A Nasa divulgou uma representação tridimensional inédita do campo gravitacional da Terra, construída a partir de mais de 1 bilhão de observações coletadas ao longo de 15 anos por 19 satélites. A imagem chamou atenção nas redes sociais pelo formato irregular, bastante diferente da aparência esférica normalmente associada ao planeta.
Na realidade, o gráfico representa o geoide, uma superfície matemática que simula como seria o nível médio dos oceanos caso não houvesse influência de marés, ventos e correntes marítimas. O modelo também considera a distribuição de massas no interior da Terra, como rochas, magma e água subterrânea.
Segundo a Nasa, a imagem não retrata a aparência física do planeta. Para destacar pequenas variações na gravidade, a escala vertical foi ampliada entre 7 mil e 10 mil vezes, tornando visíveis diferenças que seriam imperceptíveis em tamanho real.
As áreas em vermelho indicam regiões com maior atração gravitacional, geralmente associadas a concentrações mais densas de massa, como as cordilheiras dos Andes e do Himalaia. Já os tons de azul representam locais de menor intensidade gravitacional, como partes do Oceano Índico e da bacia do Rio Congo.

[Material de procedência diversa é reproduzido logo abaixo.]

//! Closed-set classifications for relationships and conflicts.
//!
//! Models rarely answer with exactly the expected label, so every enum has a
//! lenient `from_label` that trims, lowercases and accepts common synonyms,
//! falling back to a neutral default.

use serde::{Deserialize, Serialize};
use std::str::FromStr;

/// Lowercase, trim, and unify separators to `_`.
fn normalize(label: &str) -> String {
    label
        .trim()
        .trim_matches(|c: char| c == '"' || c == '\'' || c == '.')
        .to_lowercase()
        .replace(['-', ' '], "_")
}

/// Kind of bond between two characters.
#[derive(
    Debug,
    Clone,
    Copy,
    PartialEq,
    Eq,
    Hash,
    Default,
    Serialize,
    Deserialize,
    strum::Display,
    strum::EnumString,
    strum::EnumIter,
    strum::AsRefStr,
)]
#[serde(rename_all = "lowercase")]
#[strum(serialize_all = "lowercase")]
pub enum RelationshipType {
    /// Blood or marriage
    Family,
    /// Love interest
    Romantic,
    /// Friends
    Friendship,
    /// Work or duty
    Professional,
    /// Competition or enmity
    Rivalry,
    /// Teacher and student
    Mentorship,
    /// Anything else
    #[default]
    Other,
}

impl RelationshipType {
    /// Parse a model-provided label, defaulting to `Other`.
    pub fn from_label(label: &str) -> Self {
        let label = normalize(label);
        if let Ok(kind) = Self::from_str(&label) {
            return kind;
        }
        match label.as_str() {
            "familial" | "kinship" | "sibling" | "parent" | "marriage" | "عائلية" | "أسرية" => {
                Self::Family
            }
            "love" | "romance" | "marital" | "عاطفية" | "حب" => Self::Romantic,
            "friend" | "friends" | "companionship" | "صداقة" => Self::Friendship,
            "work" | "business" | "colleague" | "colleagues" | "مهنية" => Self::Professional,
            "rival" | "enemy" | "enemies" | "enmity" | "antagonistic" | "عداوة" | "تنافس" => {
                Self::Rivalry
            }
            "mentor" | "mentoring" | "teacher" | "guidance" | "إرشاد" => Self::Mentorship,
            _ => Self::Other,
        }
    }
}

/// Emotional charge of a relationship.
#[derive(
    Debug,
    Clone,
    Copy,
    PartialEq,
    Eq,
    Hash,
    Default,
    Serialize,
    Deserialize,
    strum::Display,
    strum::EnumString,
    strum::EnumIter,
    strum::AsRefStr,
)]
#[serde(rename_all = "lowercase")]
#[strum(serialize_all = "lowercase")]
pub enum RelationshipNature {
    /// Helps the other character
    Supportive,
    /// Works against the other character
    Conflictual,
    /// Mixed or unclear
    Ambiguous,
    /// No strong charge
    #[default]
    Neutral,
}

impl RelationshipNature {
    /// Parse a model-provided label, defaulting to `Neutral`.
    pub fn from_label(label: &str) -> Self {
        let label = normalize(label);
        if let Ok(nature) = Self::from_str(&label) {
            return nature;
        }
        match label.as_str() {
            "positive" | "supporting" | "cooperative" | "داعمة" | "إيجابية" => Self::Supportive,
            "negative" | "hostile" | "conflicting" | "antagonistic" | "صراعية" | "سلبية" => {
                Self::Conflictual
            }
            "mixed" | "complex" | "complicated" | "غامضة" | "مختلطة" => Self::Ambiguous,
            _ => Self::Neutral,
        }
    }
}

/// Whether a relationship runs one way or both ways.
#[derive(
    Debug,
    Clone,
    Copy,
    PartialEq,
    Eq,
    Hash,
    Default,
    Serialize,
    Deserialize,
    strum::Display,
    strum::EnumString,
    strum::EnumIter,
    strum::AsRefStr,
)]
#[serde(rename_all = "lowercase")]
#[strum(serialize_all = "lowercase")]
pub enum Directionality {
    /// Source acts on target
    Directed,
    /// Mutual
    #[default]
    Bidirectional,
}

impl Directionality {
    /// Parse a model-provided label, defaulting to `Bidirectional`.
    pub fn from_label(label: &str) -> Self {
        let label = normalize(label);
        if let Ok(direction) = Self::from_str(&label) {
            return direction;
        }
        match label.as_str() {
            "one_way" | "unidirectional" | "unilateral" | "اتجاه_واحد" => Self::Directed,
            _ => Self::Bidirectional,
        }
    }
}

/// What a conflict is about.
#[derive(
    Debug,
    Clone,
    Copy,
    PartialEq,
    Eq,
    Hash,
    Default,
    Serialize,
    Deserialize,
    strum::Display,
    strum::EnumString,
    strum::EnumIter,
    strum::AsRefStr,
)]
#[serde(rename_all = "lowercase")]
#[strum(serialize_all = "lowercase")]
pub enum ConflictSubject {
    /// Control or status
    Power,
    /// Affection
    Love,
    /// Retribution
    Revenge,
    /// Beliefs and values
    Ideology,
    /// Staying alive
    Survival,
    /// Money, land, goods
    Resources,
    /// Self and belonging
    Identity,
    /// Anything else
    #[default]
    Other,
}

impl ConflictSubject {
    /// Parse a model-provided label, defaulting to `Other`.
    pub fn from_label(label: &str) -> Self {
        let label = normalize(label);
        if let Ok(subject) = Self::from_str(&label) {
            return subject;
        }
        match label.as_str() {
            "control" | "authority" | "status" | "سلطة" | "قوة" => Self::Power,
            "romance" | "jealousy" | "حب" => Self::Love,
            "vengeance" | "retribution" | "انتقام" | "ثأر" => Self::Revenge,
            "belief" | "beliefs" | "values" | "religion" | "politics" | "أيديولوجيا" => {
                Self::Ideology
            }
            "life" | "death" | "بقاء" => Self::Survival,
            "money" | "wealth" | "land" | "inheritance" | "موارد" | "ميراث" => Self::Resources,
            "self" | "belonging" | "honor" | "هوية" => Self::Identity,
            _ => Self::Other,
        }
    }
}

/// Breadth of a conflict, from one mind to the whole world.
#[derive(
    Debug,
    Clone,
    Copy,
    PartialEq,
    Eq,
    Hash,
    PartialOrd,
    Ord,
    Default,
    Serialize,
    Deserialize,
    strum::Display,
    strum::EnumString,
    strum::EnumIter,
    strum::AsRefStr,
)]
#[serde(rename_all = "lowercase")]
#[strum(serialize_all = "lowercase")]
pub enum ConflictScope {
    /// Within one character
    Internal,
    /// Touching one character's private life
    #[default]
    Personal,
    /// Between characters
    Interpersonal,
    /// Between groups
    Group,
    /// Society-wide
    Societal,
    /// Existential
    Universal,
}

impl ConflictScope {
    /// Parse a model-provided label, defaulting to `Personal`.
    pub fn from_label(label: &str) -> Self {
        let label = normalize(label);
        if let Ok(scope) = Self::from_str(&label) {
            return scope;
        }
        match label.as_str() {
            "inner" | "psychological" | "داخلي" => Self::Internal,
            "interpersonal_conflict" | "between_characters" | "relational" | "بين_الشخصيات" => {
                Self::Interpersonal
            }
            "family" | "community" | "collective" | "جماعي" => Self::Group,
            "social" | "society" | "political" | "مجتمعي" => Self::Societal,
            "global" | "cosmic" | "existential" | "كوني" => Self::Universal,
            _ => Self::Personal,
        }
    }
}

/// Stage of a conflict's life, strictly ordered.
#[derive(
    Debug,
    Clone,
    Copy,
    PartialEq,
    Eq,
    Hash,
    PartialOrd,
    Ord,
    Default,
    Serialize,
    Deserialize,
    strum::Display,
    strum::EnumString,
    strum::EnumIter,
    strum::AsRefStr,
)]
#[serde(rename_all = "lowercase")]
#[strum(serialize_all = "lowercase")]
pub enum ConflictPhase {
    /// Present but unspoken
    #[default]
    Latent,
    /// Surfacing
    Emerging,
    /// Intensifying
    Escalating,
    /// Peak
    Climax,
    /// Cooling
    Deescalating,
    /// Settled
    Resolution,
    /// Consequences
    Aftermath,
}

impl ConflictPhase {
    /// Parse a model-provided label, defaulting to `Latent`.
    pub fn from_label(label: &str) -> Self {
        Self::recognize(label).unwrap_or_default()
    }

    /// Parse a model-provided label, or `None` when it names no known phase.
    ///
    /// Use this when overwriting an existing phase, where falling back to
    /// `Latent` would rewind the conflict.
    pub fn recognize(label: &str) -> Option<Self> {
        let label = normalize(label);
        if let Ok(phase) = Self::from_str(&label) {
            return Some(phase);
        }
        let phase = match label.as_str() {
            "hidden" | "dormant" | "كامن" => Self::Latent,
            "rising" | "emergence" | "beginning" | "ناشئ" => Self::Emerging,
            "escalation" | "intensifying" | "rising_action" | "متصاعد" => Self::Escalating,
            "peak" | "climactic" | "ذروة" => Self::Climax,
            "de_escalating" | "de_escalation" | "deescalation" | "falling" | "falling_action"
            | "متراجع" => Self::Deescalating,
            "resolved" | "resolving" | "حل" => Self::Resolution,
            "after" | "consequences" | "epilogue" | "ما_بعد" => Self::Aftermath,
            _ => return None,
        };
        Some(phase)
    }
}

#[cfg(test)]
mod tests {
    use super::*;
    use strum::IntoEnumIterator;

    #[test]
    fn exact_labels_roundtrip() {
        for kind in RelationshipType::iter() {
            assert_eq!(RelationshipType::from_label(kind.as_ref()), kind);
        }
        for phase in ConflictPhase::iter() {
            assert_eq!(ConflictPhase::from_label(&phase.to_string()), phase);
        }
    }

    #[test]
    fn labels_are_lenient() {
        assert_eq!(RelationshipType::from_label("  Romance "), RelationshipType::Romantic);
        assert_eq!(RelationshipNature::from_label("HOSTILE"), RelationshipNature::Conflictual);
        assert_eq!(Directionality::from_label("one-way"), Directionality::Directed);
        assert_eq!(ConflictPhase::from_label("De-escalating"), ConflictPhase::Deescalating);
        assert_eq!(ConflictScope::from_label("social"), ConflictScope::Societal);
        assert_eq!(ConflictSubject::from_label("\"inheritance\""), ConflictSubject::Resources);
    }

    #[test]
    fn unknown_labels_use_defaults() {
        assert_eq!(RelationshipType::from_label("???"), RelationshipType::Other);
        assert_eq!(RelationshipNature::from_label(""), RelationshipNature::Neutral);
        assert_eq!(ConflictPhase::from_label("unclear"), ConflictPhase::Latent);
        assert_eq!(ConflictPhase::recognize("unclear"), None);
        assert_eq!(ConflictPhase::recognize(""), None);
        assert_eq!(ConflictPhase::recognize("Peak"), Some(ConflictPhase::Climax));
        assert_eq!(ConflictScope::from_label("unclear"), ConflictScope::Personal);
    }

    #[test]
    fn phases_are_strictly_ordered() {
        let phases: Vec<_> = ConflictPhase::iter().collect();
        assert!(phases.windows(2).all(|w| w[0] < w[1]));
        assert_eq!(phases.first(), Some(&ConflictPhase::Latent));
        assert_eq!(phases.last(), Some(&ConflictPhase::Aftermath));
    }
}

O modelo global, conhecido como GOCO06, reúne dados da missão GOCE, da Agência Espacial Europeia (ESA), e do programa GRACE, desenvolvido pela Nasa em parceria com o Centro Aeroespacial Alemão. As medições ajudam cientistas a monitorar mudanças no ciclo da água, o derretimento de geleiras, a disponibilidade de água subterrânea e a elevação do nível do mar.